Pour l’écrire, il s’est inspiré des conversations que j’ai eues avec lui sur mon exil.
Souvent, je lui parlais de mes souvenirs, comme le dulce de leche, la fameuse confiture de lait. Faut dire que j’ai peu de souvenirs du Chili : j’étais jeune quand j’ai vu mes premières manifestations et mes premiers actes de répression. Ce que je connais du pays, je l’ai surtout découvert à travers mes grands frères.
Quand ma famille et moi avons quitté le pays, ça été dur. C’est là que la vraie rupture s’est produite. On a tout laissé derrière et on a vendu tout ce que nous avions pour déménager en France. Il y a deux de mes six frères qui sont restés au Chili.

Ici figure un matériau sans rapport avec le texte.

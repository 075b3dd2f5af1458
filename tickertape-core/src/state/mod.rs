//! Connectivity state machine
//!
//! Decides which screen is shown and whether quotes may be fetched.
//! The state machine is explicit, finite, and deterministic.

pub mod events;
pub mod machine;

pub use events::LinkEvent;
pub use machine::ConnectivityState;
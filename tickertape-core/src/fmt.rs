//! Logging shim
//!
//! Forwards to `defmt` when the `defmt` feature is enabled and compiles to
//! nothing otherwise, so host builds carry no logging backend.

#![macro_use]
#![allow(unused_macros)]

macro_rules! debug {
    ($s:literal $(, $x:expr)* $(,)?) => {
        {
            #[cfg(feature = "defmt")]
            ::defmt::debug!($s $(, $x)*);
            #[cfg(not(feature = "defmt"))]
            let _ = ($( & $x ),*);
        }
    };
}

macro_rules! info {
    ($s:literal $(, $x:expr)* $(,)?) => {
        {
            #[cfg(feature = "defmt")]
            ::defmt::info!($s $(, $x)*);
            #[cfg(not(feature = "defmt"))]
            let _ = ($( & $x ),*);
        }
    };
}

macro_rules! warn {
    ($s:literal $(, $x:expr)* $(,)?) => {
        {
            #[cfg(feature = "defmt")]
            ::defmt::warn!($s $(, $x)*);
            #[cfg(not(feature = "defmt"))]
            let _ = ($( & $x ),*);
        }
    };
}
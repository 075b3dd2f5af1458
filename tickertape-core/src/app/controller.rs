//! Main controller
//!
//! Each [`AppController::tick`]:
//! 1. samples the speed button
//! 2. in fallback mode, rescans when due and shows the network list
//! 3. otherwise reconnects if the link dropped, or refreshes quotes when due
//! 4. redraws the status bar and marquee
//!
//! and returns how long to sleep before the next tick.

use embedded_hal::digital::InputPin;
use embedded_hal_async::delay::DelayNs;

use crate::config::TickerConfig;
use crate::display::{DisplayPresenter, RenderCursor, StatusBar};
use crate::feed::QuoteFeed;
use crate::input::{EdgeGate, InputController, SpeedIndex};
use crate::net::{JoinOutcome, NetworkLink, ScanResult};
use crate::state::{ConnectivityState, LinkEvent};
use crate::traits::{Clock, LinkStatus, NetworkInterface, QuoteSource, Surface};

use super::Diagnostics;

/// Cooperative control loop state
pub struct AppController<N, Q, S, B, C, D> {
    config: TickerConfig,
    link: NetworkLink<N>,
    feed: QuoteFeed<Q>,
    input: InputController<B>,
    presenter: DisplayPresenter<S>,
    clock: C,
    delay: D,
    state: ConnectivityState,
    /// Time of the last fetch attempt
    last_fetch: Option<u64>,
    /// Time of the last scan
    last_scan: Option<u64>,
    edge_gate: EdgeGate,
    speed: SpeedIndex,
    /// Set when the link was found down, cleared on the next good join
    link_lost: bool,
    cursor: RenderCursor,
    scan: ScanResult,
    diagnostics: Diagnostics,
}

impl<N, Q, S, B, C, D> AppController<N, Q, S, B, C, D>
where
    N: NetworkInterface,
    Q: QuoteSource,
    S: Surface,
    B: InputPin,
    C: Clock,
    D: DelayNs,
{
    /// Assemble the controller from its collaborators
    pub fn new(
        config: TickerConfig,
        iface: N,
        source: Q,
        surface: S,
        button: B,
        clock: C,
        delay: D,
    ) -> Self {
        let presenter = DisplayPresenter::new(surface);
        let cursor = RenderCursor::new(presenter.width());

        Self {
            link: NetworkLink::new(iface, &config.wifi),
            feed: QuoteFeed::new(
                source,
                config.feed.throttle_ms,
                config.feed.request_timeout_ms,
            ),
            input: InputController::new(button, &config.ui),
            edge_gate: EdgeGate::new(config.ui.retrigger_ms),
            presenter,
            clock,
            delay,
            state: ConnectivityState::default(),
            last_fetch: None,
            last_scan: None,
            speed: SpeedIndex::new(),
            link_lost: false,
            cursor,
            scan: ScanResult::new(),
            diagnostics: Diagnostics::default(),
            config,
        }
    }

    /// Boot sequence: one join, one fetch if it worked, then the status bar
    pub async fn start(&mut self) {
        info!("ticker starting, {} symbols", self.config.feed.symbols.len());
        self.connect().await;

        if self.state.can_fetch() {
            let now = self.clock.now_ms();
            self.fetch(now).await;
        }
        self.draw_status_bar().await;
    }

    /// Run one scheduler step and return the sleep before the next (ms)
    pub async fn tick(&mut self) -> u32 {
        let now = self.clock.now_ms();

        if self.input.poll_edge(&mut self.delay).await && self.edge_gate.accept(now) {
            self.input.cycle_speed(&mut self.speed);
        }

        if self.state.shows_scan_list() {
            if self.scan_due(now) {
                self.rescan(now).await;
            }
            return self.draw_scan_view().await;
        }

        if !self.link.is_up() {
            if !self.link_lost {
                warn!("wifi: link down, reconnecting");
            }
            self.link_lost = true;
            self.state = self.state.transition(LinkEvent::LinkLost);
            self.connect().await;

            if self.state.shows_scan_list() {
                return self.draw_scan_view().await;
            }
        } else {
            if self.state == ConnectivityState::Disconnected {
                self.adopt_late_join().await;
            }
            if self.state.can_fetch() && self.fetch_due(now) {
                self.fetch(now).await;
            }
        }

        self.draw_status_bar().await;
        let market_open = self.feed.market_open();
        self.presenter
            .draw_marquee(self.feed.line().as_str(), &mut self.cursor, market_open)
            .await;

        self.speed.frame_delay_ms(&self.config.ui.frame_delays_ms)
    }

    /// Start, then tick forever
    pub async fn run(mut self) -> ! {
        self.start().await;
        loop {
            let sleep_ms = self.tick().await;
            self.delay.delay_ms(sleep_ms).await;
        }
    }

    /// Join and apply the outcome to the connectivity state
    async fn connect(&mut self) {
        let outcome = self
            .link
            .connect(self.config.wifi.connect_timeout_ms, &self.clock, &mut self.delay)
            .await;
        self.diagnostics.last_link_code = self.link.last_code();
        self.state = self.state.transition(outcome.event());

        match outcome {
            JoinOutcome::Joined => {
                self.link_lost = false;
                self.presenter.clear().await;
            }
            JoinOutcome::NoMatchingNetwork => {
                info!("wifi: entering scan fallback");
                let now = self.clock.now_ms();
                self.rescan(now).await;
            }
            JoinOutcome::OtherFailure(_) => {}
        }
    }

    /// The link came up after `connect` had already given up on it
    async fn adopt_late_join(&mut self) {
        info!("wifi: link came up after the join timed out");
        self.diagnostics.last_link_code = LinkStatus::Up.code();
        self.state = self.state.transition(LinkEvent::Joined);
        self.link_lost = false;
        self.presenter.clear().await;
    }

    async fn fetch(&mut self, now: u64) {
        self.last_fetch = Some(now);
        match self
            .feed
            .fetch_all(self.config.feed.symbols.as_slice(), &mut self.delay)
            .await
        {
            Ok(()) => {
                self.diagnostics.data_ok = true;
                self.cursor.reset(self.presenter.width());
            }
            Err(e) => {
                warn!("feed: fetch failed: {:?}", e);
                self.diagnostics.data_ok = false;
            }
        }
    }

    async fn rescan(&mut self, now: u64) {
        self.presenter.draw_scanning().await;
        self.scan = self.link.scan(&self.config.scan, &mut self.delay).await;
        self.last_scan = Some(now);
    }

    fn fetch_due(&self, now: u64) -> bool {
        self.last_fetch.map_or(true, |last| {
            now.saturating_sub(last) >= self.config.feed.fetch_interval_ms as u64
        })
    }

    fn scan_due(&self, now: u64) -> bool {
        self.last_scan.map_or(true, |last| {
            now.saturating_sub(last) >= self.config.scan.rescan_interval_ms as u64
        })
    }

    async fn draw_scan_view(&mut self) -> u32 {
        self.draw_status_bar().await;
        self.presenter.draw_scan_list(&self.scan).await;
        self.config.ui.fallback_frame_ms
    }

    async fn draw_status_bar(&mut self) {
        let link_up = self.state == ConnectivityState::Connected;
        let status = StatusBar {
            address: if link_up {
                self.link.current_address()
            } else {
                None
            },
            link_up,
            link_code: self.diagnostics.last_link_code,
            data_ok: self.diagnostics.data_ok,
        };
        self.presenter.draw_status_bar(&status).await;
    }

    pub fn state(&self) -> ConnectivityState {
        self.state
    }

    pub fn diagnostics(&self) -> Diagnostics {
        self.diagnostics
    }

    pub fn speed(&self) -> SpeedIndex {
        self.speed
    }

    pub fn link_lost(&self) -> bool {
        self.link_lost
    }
}
//! Marquee scroll position

/// Horizontal offset of the marquee text
///
/// Moves one pixel left per frame and wraps by one text width once a full
/// copy of the text has scrolled off the left edge.
#[derive(Debug, Clone, Copy, PartialEq, Eq)]
#[cfg_attr(feature = "defmt", derive(defmt::Format))]
pub struct RenderCursor {
    x: i32,
}

impl RenderCursor {
    /// Cursor just off the right edge of a surface `width` pixels wide
    pub const fn new(width: u16) -> Self {
        Self { x: width as i32 }
    }

    pub fn x(&self) -> i32 {
        self.x
    }

    /// Move back to just off the right edge
    pub fn reset(&mut self, width: u16) {
        self.x = width as i32;
    }

    /// Step one pixel left, wrapping modulo `text_width`
    ///
    /// Empty text does not scroll.
    pub fn advance(&mut self, text_width: i32) {
        if text_width <= 0 {
            return;
        }
        self.x -= 1;
        if self.x <= -text_width {
            self.x += text_width;
        }
    }
}
//! Monotonic time source

/// Monotonic millisecond counter
///
/// Must never go backwards. Wrapping is not expected within the device's
/// uptime (a `u64` of milliseconds).
pub trait Clock {
    /// Milliseconds since boot
    fn now_ms(&self) -> u64;

    /// Milliseconds elapsed since `earlier`
    fn elapsed_since(&self, earlier: u64) -> u64 {
        self.now_ms().saturating_sub(earlier)
    }
}
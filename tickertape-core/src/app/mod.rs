//! Application scheduler
//!
//! One cooperative control loop owns every piece of mutable state and lends
//! it to the link, feed, input and display services in turn.

pub mod controller;

pub use controller::AppController;

/// Observational status shown on the top bar
#[derive(Debug, Clone, Copy, PartialEq, Eq, Default)]
#[cfg_attr(feature = "defmt", derive(defmt::Format))]
pub struct Diagnostics {
    /// Status code recorded by the last join attempt
    pub last_link_code: u8,
    /// Whether the last quote fetch succeeded
    pub data_ok: bool,
}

J’avais neuf ans quand je suis arrivé en France. Mon adaptation n’a pas été évidente. J’habitais à Bobigny en banlieue de Paris, je ne parlais pas français et je ne me sentais pas vraiment à ma place. Avec le recul, je peux dire que cette expérience a forgé mon caractère et que j’ai trouvé ma place au fur et à mesure. Aujourd’hui, je suis à la fois du Chili et de la France.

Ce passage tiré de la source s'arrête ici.